Be willing to consider new ideas. You’ll encounter a wide variety of individuals throughout your time in medical school, and each one of them has something to teach you. As a medical student, seeing and doing as much as you can to improve your experience will be of enormous benefit. If you’ve already made up your mind on a specialty, don’t be surprised if you change your mind later on.
Take time to relax and have fun. Make sure you don’t become burnt out while studying medicine by making time to rest regularly. You’ll be better equipped to handle the stress of medical school if you take the time to pursue activities you like.
Have a primary care physician. As a doctor, having a personal doctor to advise you on your health, fitness, and general well-being is essential.
As an intern or postgraduate year 1 (PGY1) doctor, you join the workforce after receiving your medical degree and temporary registration. Internships typically span 12 months and take place at a public hospital, but more and more trainees are opting to spend time, in general practice, in community-based settings, and private hospitals as part of their training. Interns must complete all mandated core rotations (a medical, surgical, and emergency medicine rotation) as well as two non-core rotations to successfully finish their first year of training. You will also need to complete all of your rotations throughout your internship year. To advance in your medical career, you will need to be registered as a medical professional after completing your internship year.
Defining a course of action
Medical training roles are becoming more competitive, therefore monitoring, planning, and assessing your career early on is vital to your success. In addition to the AMA’s Doctorportal e-Learning website, and the AMSA Academy, there are several more online resources accessible to assist you in your medical education.
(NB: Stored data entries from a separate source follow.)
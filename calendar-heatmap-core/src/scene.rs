//! Retained SVG scene graph.
//!
//! The heatmap owns a single scene: three layers (items, labels, buttons) of
//! elements, each carrying geometry, fill, opacity and the data it is bound
//! to. Elements are addressed by [`ElementId`]; ids increase in insertion
//! order, which is also paint order.

use std::collections::BTreeMap;

use crate::levels::Binding;

/// Handle to an element of the scene.
#[derive(Debug, Clone, Copy, PartialEq, Eq, Hash, PartialOrd, Ord)]
pub struct ElementId(usize);

/// Top-level group an element lives in.
#[derive(Debug, Clone, Copy, PartialEq, Eq, PartialOrd, Ord)]
pub enum Layer {
    Items,
    Labels,
    Buttons,
}

impl Layer {
    pub const ALL: [Layer; 3] = [Layer::Items, Layer::Labels, Layer::Buttons];
}

/// Geometry of an element. Child coordinates are relative to their group.
#[derive(Debug, Clone, PartialEq)]
pub enum Shape {
    Rect {
        x: f64,
        y: f64,
        width: f64,
        height: f64,
        /// Corner radius (rx = ry)
        radius: f64,
    },
    /// `<g>` translated by (x, y)
    Group { x: f64, y: f64 },
    Text {
        x: f64,
        y: f64,
        text: String,
        font_size: f64,
    },
    Circle { cx: f64, cy: f64, r: f64 },
}

impl Shape {
    pub fn x(&self) -> f64 {
        match self {
            Shape::Rect { x, .. } | Shape::Group { x, .. } | Shape::Text { x, .. } => *x,
            Shape::Circle { cx, .. } => *cx,
        }
    }

    pub fn set_x(&mut self, value: f64) {
        match self {
            Shape::Rect { x, .. } | Shape::Group { x, .. } | Shape::Text { x, .. } => *x = value,
            Shape::Circle { cx, .. } => *cx = value,
        }
    }
}

/// Approximate rendered width of a label; there is no font engine here.
pub fn text_width(text: &str, font_size: f64) -> f64 {
    text.chars().count() as f64 * font_size * 0.6
}

#[derive(Debug, Clone, PartialEq)]
pub struct Element {
    /// Space-separated class list, e.g. `item item-block-year`
    pub class: String,
    pub layer: Layer,
    pub parent: Option<ElementId>,
    pub shape: Shape,
    pub fill: Option<String>,
    pub opacity: f64,
    pub binding: Binding,
}

impl Element {
    pub fn new(class: &str, layer: Layer, shape: Shape, binding: Binding) -> Self {
        Self {
            class: class.to_string(),
            layer,
            parent: None,
            shape,
            fill: None,
            opacity: 1.0,
            binding,
        }
    }

    pub fn with_fill(mut self, fill: impl Into<String>) -> Self {
        self.fill = Some(fill.into());
        self
    }

    pub fn with_opacity(mut self, opacity: f64) -> Self {
        self.opacity = opacity;
        self
    }

    pub fn with_parent(mut self, parent: ElementId) -> Self {
        self.parent = Some(parent);
        self
    }

    pub fn has_class(&self, class: &str) -> bool {
        self.class.split_whitespace().any(|c| c == class)
    }
}

/// The element tree of one mounted heatmap.
#[derive(Debug, Default)]
pub struct Scene {
    elements: BTreeMap<ElementId, Element>,
    next_id: usize,
}

impl Scene {
    pub fn new() -> Self {
        Self::default()
    }

    pub fn insert(&mut self, element: Element) -> ElementId {
        let id = ElementId(self.next_id);
        self.next_id += 1;
        self.elements.insert(id, element);
        id
    }

    pub fn get(&self, id: ElementId) -> Option<&Element> {
        self.elements.get(&id)
    }

    pub fn get_mut(&mut self, id: ElementId) -> Option<&mut Element> {
        self.elements.get_mut(&id)
    }

    pub fn contains(&self, id: ElementId) -> bool {
        self.elements.contains_key(&id)
    }

    /// Remove an element and its descendants. Returns every removed id.
    pub fn remove(&mut self, id: ElementId) -> Vec<ElementId> {
        let mut removed = Vec::new();
        if self.elements.remove(&id).is_none() {
            return removed;
        }
        removed.push(id);
        for child in self.children(id) {
            removed.extend(self.remove(child));
        }
        removed
    }

    /// Remove every element carrying `class`, with descendants.
    pub fn remove_class(&mut self, class: &str) -> Vec<ElementId> {
        let ids = self.with_class(class);
        ids.into_iter().flat_map(|id| self.remove(id)).collect()
    }

    pub fn len(&self) -> usize {
        self.elements.len()
    }

    pub fn is_empty(&self) -> bool {
        self.elements.is_empty()
    }

    /// All elements in paint order.
    pub fn iter(&self) -> impl Iterator<Item = (ElementId, &Element)> {
        self.elements.iter().map(|(id, el)| (*id, el))
    }

    pub fn with_class(&self, class: &str) -> Vec<ElementId> {
        self.iter()
            .filter(|(_, el)| el.has_class(class))
            .map(|(id, _)| id)
            .collect()
    }

    pub fn children(&self, parent: ElementId) -> Vec<ElementId> {
        self.iter()
            .filter(|(_, el)| el.parent == Some(parent))
            .map(|(id, _)| id)
            .collect()
    }

    /// Top-level elements of a layer in paint order.
    pub fn roots(&self, layer: Layer) -> Vec<ElementId> {
        self.iter()
            .filter(|(_, el)| el.layer == layer && el.parent.is_none())
            .map(|(id, _)| id)
            .collect()
    }

    /// Translation accumulated from an element's ancestor groups.
    fn offset(&self, id: ElementId) -> (f64, f64) {
        let mut dx = 0.0;
        let mut dy = 0.0;
        let mut current = self.get(id).and_then(|el| el.parent);
        while let Some(parent_id) = current {
            let Some(parent) = self.get(parent_id) else {
                break;
            };
            if let Shape::Group { x, y } = parent.shape {
                dx += x;
                dy += y;
            }
            current = parent.parent;
        }
        (dx, dy)
    }

    fn hit(&self, id: ElementId, el: &Element, px: f64, py: f64) -> bool {
        let (dx, dy) = self.offset(id);
        let (px, py) = (px - dx, py - dy);
        match &el.shape {
            Shape::Rect {
                x,
                y,
                width,
                height,
                ..
            } => px >= *x && px <= x + width && py >= *y && py <= y + height,
            Shape::Text {
                x,
                y,
                text,
                font_size,
            } => {
                px >= *x && px <= x + text_width(text, *font_size) && py >= y - font_size && py <= *y
            }
            Shape::Circle { cx, cy, r } => (px - cx).powi(2) + (py - cy).powi(2) <= r * r,
            Shape::Group { .. } => false,
        }
    }

    /// Topmost element under a point, resolving to the element that owns the
    /// event binding (a group's children report the group when unbound).
    pub fn element_at(&self, x: f64, y: f64) -> Option<ElementId> {
        for layer in Layer::ALL.iter().rev() {
            let hit = self
                .elements
                .iter()
                .rev()
                .filter(|(_, el)| el.layer == *layer)
                .find(|(id, el)| self.hit(**id, el, x, y));
            if let Some((id, el)) = hit {
                if el.binding == Binding::None {
                    if let Some(parent) = el.parent {
                        return Some(parent);
                    }
                }
                return Some(*id);
            }
        }
        None
    }
}

#[cfg(test)]
mod tests {
    use super::*;

    fn rect(x: f64, y: f64, w: f64, h: f64) -> Shape {
        Shape::Rect {
            x,
            y,
            width: w,
            height: h,
            radius: 0.0,
        }
    }

    #[test]
    fn test_insert_and_query_by_class() {
        let mut scene = Scene::new();
        let a = scene.insert(Element::new(
            "item item-circle",
            Layer::Items,
            rect(0.0, 0.0, 10.0, 10.0),
            Binding::DayCell(0),
        ));
        let b = scene.insert(Element::new(
            "label label-month",
            Layer::Labels,
            Shape::Text {
                x: 0.0,
                y: 20.0,
                text: "Jan".into(),
                font_size: 13.0,
            },
            Binding::MonthLabel(1),
        ));
        assert!(a < b);
        assert_eq!(scene.with_class("item"), vec![a]);
        assert_eq!(scene.with_class("label-month"), vec![b]);
        assert!(scene.with_class("label-day").is_empty());
        assert_eq!(scene.roots(Layer::Labels), vec![b]);
    }

    #[test]
    fn test_remove_group_removes_children() {
        let mut scene = Scene::new();
        let group = scene.insert(Element::new(
            "item item-block-month",
            Layer::Items,
            Shape::Group { x: 100.0, y: 50.0 },
            Binding::DayBlock(0),
        ));
        let child = scene.insert(
            Element::new(
                "item item-block-rect",
                Layer::Items,
                rect(0.0, 0.0, 20.0, 10.0),
                Binding::None,
            )
            .with_parent(group),
        );
        let removed = scene.remove_class("item-block-month");
        assert_eq!(removed.len(), 2);
        assert!(!scene.contains(child));
        assert!(scene.is_empty());
    }

    #[test]
    fn test_element_at_respects_group_offset() {
        let mut scene = Scene::new();
        let group = scene.insert(Element::new(
            "item item-block-week",
            Layer::Items,
            Shape::Group { x: 100.0, y: 50.0 },
            Binding::DayBlock(3),
        ));
        let child = scene.insert(
            Element::new(
                "item item-block-rect",
                Layer::Items,
                rect(0.0, 0.0, 20.0, 10.0),
                Binding::CategorySegment {
                    day: 3,
                    category: 0,
                },
            )
            .with_parent(group),
        );
        assert_eq!(scene.element_at(105.0, 55.0), Some(child));
        assert_eq!(scene.element_at(5.0, 5.0), None);
    }

    #[test]
    fn test_buttons_are_hit_before_items() {
        let mut scene = Scene::new();
        scene.insert(Element::new(
            "item",
            Layer::Items,
            rect(0.0, 0.0, 100.0, 100.0),
            Binding::YearBlock(2024),
        ));
        let button = scene.insert(Element::new(
            "button button-back",
            Layer::Buttons,
            Shape::Circle {
                cx: 10.0,
                cy: 10.0,
                r: 5.0,
            },
            Binding::BackButton,
        ));
        assert_eq!(scene.element_at(10.0, 10.0), Some(button));
    }
}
International Medical Graduates and Doctors Trained Abroad
International Medical Graduates (IMGs), who have received their medical degree from a school outside of Australia or New Zealand and intend to practice medicine in Australia, must go through several additional procedures to obtain registration and employment.
Overseas Trained Doctors (OTDs) are doctors who had their primary training outside of the country. As a result of manpower shortages, the Australian government encourages the immigration of doctors to a specific profession, which is an example of when an OTD may wish to apply to practice in Australia.
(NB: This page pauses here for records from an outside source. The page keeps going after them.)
//! Configuration loading and management
//!
//! Configuration is loaded from `~/.config/calendar-heatmap/config.toml`
//!
//! This module follows the XDG Base Directory Specification:
//! - Config: `$XDG_CONFIG_HOME/calendar-heatmap/` (~/.config/calendar-heatmap/)
//! - State/Logs: `$XDG_STATE_HOME/calendar-heatmap/` (~/.local/state/calendar-heatmap/)

use crate::error::{Error, Result};
use crate::layout::{Settings, MIN_WIDTH};
use crate::scale::{Rgb, DEFAULT_COLOR};
use crate::types::Overview;
use serde::Deserialize;
use std::path::{Path, PathBuf};

const APP_DIR: &str = "calendar-heatmap";

/// Returns a best-effort home directory path.
fn home_dir() -> PathBuf {
    std::env::var_os("HOME")
        .map(PathBuf::from)
        .or_else(dirs::home_dir)
        .unwrap_or_else(|| PathBuf::from("."))
}

/// Returns XDG_CONFIG_HOME or ~/.config
fn xdg_config_home() -> PathBuf {
    std::env::var("XDG_CONFIG_HOME")
        .map(PathBuf::from)
        .unwrap_or_else(|_| home_dir().join(".config"))
}

/// Returns XDG_STATE_HOME or ~/.local/state
fn xdg_state_home() -> PathBuf {
    std::env::var("XDG_STATE_HOME")
        .map(PathBuf::from)
        .unwrap_or_else(|_| home_dir().join(".local/state"))
}

/// Main configuration struct
#[derive(Debug, Deserialize, Default)]
pub struct Config {
    /// Heatmap appearance and timing
    #[serde(default)]
    pub heatmap: HeatmapConfig,

    /// Logging configuration
    #[serde(default)]
    pub logging: LoggingConfig,
}

/// `[heatmap]` table
///
/// Geometry and timing keys (`gutter`, `label_padding`,
/// `transition_duration`, ...) sit directly in the table next to the
/// appearance keys.
#[derive(Debug, Deserialize)]
pub struct HeatmapConfig {
    /// Accent color as `#rrggbb` or `#rgb`
    pub color: Option<String>,

    /// Level to open on (global, year, month, week, day)
    pub overview: Option<String>,

    /// Container width in pixels
    #[serde(default = "default_width")]
    pub width: f64,

    #[serde(flatten)]
    pub settings: Settings,
}

impl Default for HeatmapConfig {
    fn default() -> Self {
        Self {
            color: None,
            overview: None,
            width: default_width(),
            settings: Settings::default(),
        }
    }
}

fn default_width() -> f64 {
    MIN_WIDTH
}

impl HeatmapConfig {
    /// Configured accent color, or the default one.
    pub fn color(&self) -> Result<Rgb> {
        match &self.color {
            Some(color) => color.parse(),
            None => Ok(DEFAULT_COLOR),
        }
    }

    /// Configured initial overview, or `global`.
    pub fn overview(&self) -> Result<Overview> {
        match &self.overview {
            Some(overview) => overview.parse(),
            None => Ok(Overview::default()),
        }
    }

    /// Validate configuration, returning error message if invalid
    pub fn validate(&self) -> Result<()> {
        self.color()?;
        self.overview()?;

        if self.settings.transition_duration == 0 {
            return Err(Error::Config(
                "heatmap.transition_duration must be greater than 0".to_string(),
            ));
        }
        if self.settings.label_padding <= 0.0 {
            return Err(Error::Config(
                "heatmap.label_padding must be positive".to_string(),
            ));
        }
        if self.settings.gutter < 0.0 || self.settings.item_gutter < 0.0 {
            return Err(Error::Config(
                "heatmap gutters must not be negative".to_string(),
            ));
        }
        if self.width <= 0.0 {
            return Err(Error::Config("heatmap.width must be positive".to_string()));
        }
        Ok(())
    }
}

/// Logging configuration
#[derive(Debug, Deserialize)]
pub struct LoggingConfig {
    /// Log level (trace, debug, info, warn, error)
    #[serde(default = "default_log_level")]
    pub level: String,

    /// Maximum number of log files to keep
    #[serde(default = "default_max_log_files")]
    pub max_files: usize,

    /// Level echoed to stderr, or "off"
    #[serde(default = "default_console_level")]
    pub console: String,
}

impl Default for LoggingConfig {
    fn default() -> Self {
        Self {
            level: default_log_level(),
            max_files: default_max_log_files(),
            console: default_console_level(),
        }
    }
}

fn default_log_level() -> String {
    "info".to_string()
}

fn default_max_log_files() -> usize {
    5
}

fn default_console_level() -> String {
    "warn".to_string()
}

impl Config {
    /// Load configuration from the default path
    pub fn load() -> Result<Self> {
        let config_path = Self::config_path();

        if !config_path.exists() {
            tracing::info!("No config file found at {:?}, using defaults", config_path);
            return Ok(Config::default());
        }

        Self::load_from(&config_path)
    }

    /// Load configuration from a specific path
    pub fn load_from(path: &Path) -> Result<Self> {
        let content = std::fs::read_to_string(path)
            .map_err(|e| Error::Config(format!("failed to read config file {:?}: {}", path, e)))?;

        let config: Config = toml::from_str(&content)
            .map_err(|e| Error::Config(format!("failed to parse config: {}", e)))?;

        config.heatmap.validate()?;
        Ok(config)
    }

    /// Returns the default config file path
    ///
    /// `$XDG_CONFIG_HOME/calendar-heatmap/config.toml`
    pub fn config_path() -> PathBuf {
        xdg_config_home().join(APP_DIR).join("config.toml")
    }

    /// Returns the state directory path (for logs)
    ///
    /// `$XDG_STATE_HOME/calendar-heatmap/` (~/.local/state/calendar-heatmap/)
    pub fn state_dir() -> PathBuf {
        xdg_state_home().join(APP_DIR)
    }

    /// Returns the log file path
    ///
    /// `$XDG_STATE_HOME/calendar-heatmap/calendar-heatmap.log`
    pub fn log_path() -> PathBuf {
        Self::state_dir().join("calendar-heatmap.log")
    }
}

#[cfg(test)]
mod tests {
    use super::*;

    #[test]
    fn test_default_config() {
        let config = Config::default();
        assert!(config.heatmap.color.is_none());
        assert_eq!(config.heatmap.color().unwrap(), DEFAULT_COLOR);
        assert_eq!(config.heatmap.overview().unwrap(), Overview::Global);
        assert_eq!(config.heatmap.width, MIN_WIDTH);
        assert_eq!(config.logging.level, "info");
        assert_eq!(config.logging.max_files, 5);
    }

    #[test]
    fn test_parse_config() {
        let toml = r##"
[heatmap]
color = "#1e90ff"
overview = "year"
width = 1280
transition_duration = 200
label_padding = 30

[logging]
level = "debug"
console = "off"
"##;
        let config: Config = toml::from_str(toml).unwrap();

        assert_eq!(config.heatmap.color().unwrap().to_hex(), "#1e90ff");
        assert_eq!(config.heatmap.overview().unwrap(), Overview::Year);
        assert_eq!(config.heatmap.width, 1280.0);
        assert_eq!(config.heatmap.settings.transition_duration, 200);
        assert_eq!(config.heatmap.settings.label_padding, 30.0);
        // Untouched keys keep their defaults
        assert_eq!(config.heatmap.settings.tooltip_width, 250.0);
        assert_eq!(config.logging.level, "debug");
        assert_eq!(config.logging.console, "off");
        assert_eq!(config.logging.max_files, 5);
        assert!(config.heatmap.validate().is_ok());
    }

    #[test]
    fn test_validation() {
        let config = HeatmapConfig {
            color: Some("orange".to_string()),
            ..Default::default()
        };
        assert!(matches!(config.validate(), Err(Error::InvalidColor(_))));

        let config = HeatmapConfig {
            overview: Some("decade".to_string()),
            ..Default::default()
        };
        assert!(matches!(config.validate(), Err(Error::UnknownOverview(_))));

        let mut config = HeatmapConfig::default();
        config.settings.transition_duration = 0;
        assert!(matches!(config.validate(), Err(Error::Config(_))));
    }

    #[test]
    fn test_load_from_file() {
        let dir = tempfile::tempdir().unwrap();
        let path = dir.path().join("config.toml");
        std::fs::write(&path, "[heatmap]\noverview = \"month\"\n").unwrap();
        let config = Config::load_from(&path).unwrap();
        assert_eq!(config.heatmap.overview().unwrap(), Overview::Month);

        std::fs::write(&path, "[heatmap]\ncolor = \"not-a-color\"\n").unwrap();
        assert!(Config::load_from(&path).is_err());

        std::fs::write(&path, "[heatmap\n").unwrap();
        assert!(matches!(Config::load_from(&path), Err(Error::Config(_))));
    }

    #[test]
    fn test_paths() {
        assert!(Config::config_path().ends_with("calendar-heatmap/config.toml"));
        assert!(Config::log_path().ends_with("calendar-heatmap/calendar-heatmap.log"));
    }
}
Accreditation, Registration, and Employment
When starting a medical career in Australia, you must examine several important issues such as registration, certification, and employment choices. At some point you may also be required to take the Gamsat test so don’t scrimp on your Gamsat preparation if that is the case.
The Australian Health Practitioner Regulation Agency (AHPRA) and the Australian Institute of Health and Welfare (AIHW) are appropriate bodies which can help overseas doctors with more information about all these issues.